L’Italia sarebbe una nazione irrilevante, sovranista, sorretta da un atlantismo servile che, di questi tempi, con Trump che guida, sembra a me tanto assurdo quanto pericoloso. I no alla Meloni, non devono essere solo difensivi. Di resistenza rispetto alla storia inquietante che la premier ha alle proprie spalle. Ogni no, deve significare un sì. Un sì alla prospettiva repubblicana, costituzionale che ha in sé tutti gli elementi (da riattualizzare nella modernità) dei “principi” che stanno al nostro fondamento di civiltà. Traditi e manomessi. Nelle crisi, tornare ai principi come suggeriva Machiavelli, è indispensabile per agire nel domani. Insomma se è in gioco una prospettiva di civiltà, non solo una fase di governo, la nostra proposta è la rivitalizzazione del patrimonio di pensiero cristiano, socialista, laico, liberale, ambientalista e femminista. Il grande gorgo democratico che divide la restaurazione, la reazione, il razzismo, l’ingiustizia di classe da una rinnovata sintesi di giustizia e libertà.
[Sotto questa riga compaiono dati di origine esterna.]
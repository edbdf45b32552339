//! Reporting aggregates for the analytics, profit and insights endpoints.

use chrono::NaiveDate;
use rust_decimal::Decimal;
use serde::{Deserialize, Serialize};

use webshop_crm_core::{CustomerId, ProductId};

/// Headline counters for the admin dashboard.
#[derive(Debug, Clone, Serialize)]
pub struct DashboardCounts {
    pub total_customers: i64,
    pub new_customers_this_month: i64,
    pub total_orders: i64,
    pub orders_this_month: i64,
    pub total_revenue: Decimal,
    pub revenue_this_month: Decimal,
    pub avg_order_value: Decimal,
}

#[derive(Debug, Clone, Serialize)]
pub struct TopCustomer {
    pub id: CustomerId,
    pub first_name: String,
    pub last_name: String,
    pub email: String,
    pub total_spent: Decimal,
    pub total_orders: i64,
}

/// Bucket size for sales-over-time reports.
#[derive(Debug, Clone, Copy, Default, PartialEq, Eq, Serialize, Deserialize)]
#[serde(rename_all = "lowercase")]
pub enum SalesInterval {
    #[default]
    Day,
    Week,
    Month,
}

impl SalesInterval {
    /// `strftime` pattern naming the bucket of an order date.
    #[must_use]
    pub const fn strftime(self) -> &'static str {
        match self {
            Self::Day => "%Y-%m-%d",
            Self::Week => "%Y-W%W",
            Self::Month => "%Y-%m",
        }
    }
}

#[derive(Debug, Clone, Serialize)]
pub struct SalesPoint {
    pub period: String,
    pub orders: i64,
    pub revenue: Decimal,
    pub avg_order_value: Decimal,
}

#[derive(Debug, Clone, Serialize)]
pub struct StatusCount {
    pub status: String,
    pub count: i64,
}

#[derive(Debug, Clone, Serialize)]
pub struct MonthlyAcquisition {
    pub month: String,
    pub new_customers: i64,
}

/// Customers grouped by spend or order count.
#[derive(Debug, Clone, Serialize)]
pub struct CustomerSegment {
    pub segment: String,
    pub customers: i64,
    pub avg_spent: Decimal,
    pub total_revenue: Decimal,
}

#[derive(Debug, Clone, Serialize)]
pub struct CityStat {
    pub city: String,
    pub customers: i64,
    pub revenue: Decimal,
}

/// Order-line sales of one product name/SKU.
#[derive(Debug, Clone, Serialize)]
pub struct ProductSales {
    pub product_name: String,
    pub product_sku: Option<String>,
    pub times_ordered: i64,
    pub total_quantity: i64,
    pub total_revenue: Decimal,
    pub avg_price: Decimal,
}

#[derive(Debug, Clone, Copy, Serialize)]
pub struct RepeatRate {
    pub repeat_customers: i64,
    pub total_customers: i64,
    pub repeat_rate: Decimal,
}

// =============================================================================
// Profit
// =============================================================================

/// Sales, cost of goods and ad spend of a date range. Fixed costs are
/// allocated separately.
#[derive(Debug, Clone, Copy, Default, Serialize)]
pub struct PeriodFigures {
    pub revenue: Decimal,
    pub orders_count: i64,
    pub avg_order_value: Decimal,
    pub cogs: Decimal,
    pub units_sold: i64,
    pub ad_spend: Decimal,
}

#[derive(Debug, Clone, Serialize)]
pub struct CategoryRevenue {
    pub category: String,
    pub revenue: Decimal,
    pub cogs: Decimal,
    pub gross_profit: Decimal,
    pub units_sold: i64,
}

#[derive(Debug, Clone, Serialize)]
pub struct DailyProfit {
    pub date: NaiveDate,
    pub revenue: Decimal,
    pub cogs: Decimal,
    pub gross_profit: Decimal,
    pub orders_count: i64,
}

// =============================================================================
// Insights
// =============================================================================

/// An active product with its sales over the analysis window.
#[derive(Debug, Clone, Serialize)]
pub struct ProductSalesWindow {
    pub id: ProductId,
    pub name: String,
    pub sku: Option<String>,
    pub category: Option<String>,
    pub purchase_price: Decimal,
    pub selling_price: Decimal,
    pub stock_quantity: i64,
    pub quantity_sold: i64,
    pub revenue: Decimal,
    pub orders_count: i64,
}

/// Repeat-purchase figures over customers that ordered at least once.
#[derive(Debug, Clone, Copy, Default, Serialize)]
pub struct RepeatBehaviour {
    pub one_time_customers: i64,
    pub repeat_customers: i64,
}

/// Inputs of the business health score.
#[derive(Debug, Clone, Copy, Default, Serialize)]
pub struct BusinessMetrics {
    pub monthly_revenue: Decimal,
    pub previous_month_revenue: Decimal,
    pub new_customers_month: i64,
    pub repeat_customers: i64,
    pub active_customers: i64,
    pub monthly_orders: i64,
    pub avg_order_value: Decimal,
    pub monthly_fixed_costs: Decimal,
}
Ciò significa anche impiantare un soggetto liberale, repubblicano, progressista, ma moderato che manca alla nostra alleanza. Lo dirò all’infinito: non si può partire dall’alto. Dai nomi che si elidono l’uno con l’altro. Si deve scavare nella polvere della vita quotidiana. Devono essere le liste civiche, le associazioni, il volontariato, l’Italia migliore che si impegna per il bene comune a mettersi insieme per darsi forza politica. Occorre qualcosa di plurale, di vivo, di giovane, di disinteressato. Occorre “una tenda” sotto la quale raccogliere questo mondo. Se questo accadrà noi saremmo più forti dei nostri avversari. Perché abbiamo leader più seri, preparati, e colti E perché nelle nostre vene c’è l’empatia verso chi fatica e chi soffre. Conte, la Schelin, Avs, sono in forme diverse, una classe politica credibile. Senza interferire, dovrebbero favorire la costruzione di questa nuova “tenda”. Nessuno dei più significativi leader dell’area centrista può proporsi da solo. È una nuova generazione che deve irrompere. Ma se venisse anche da loro una parola di incoraggiamento, di stimolo, di coraggio sarebbe tutto più facile e tutto più ricco. In questo quadro, le preclusioni sui singoli nomi diventerebbero incomprensibili, inaccettabili e autolesioniste.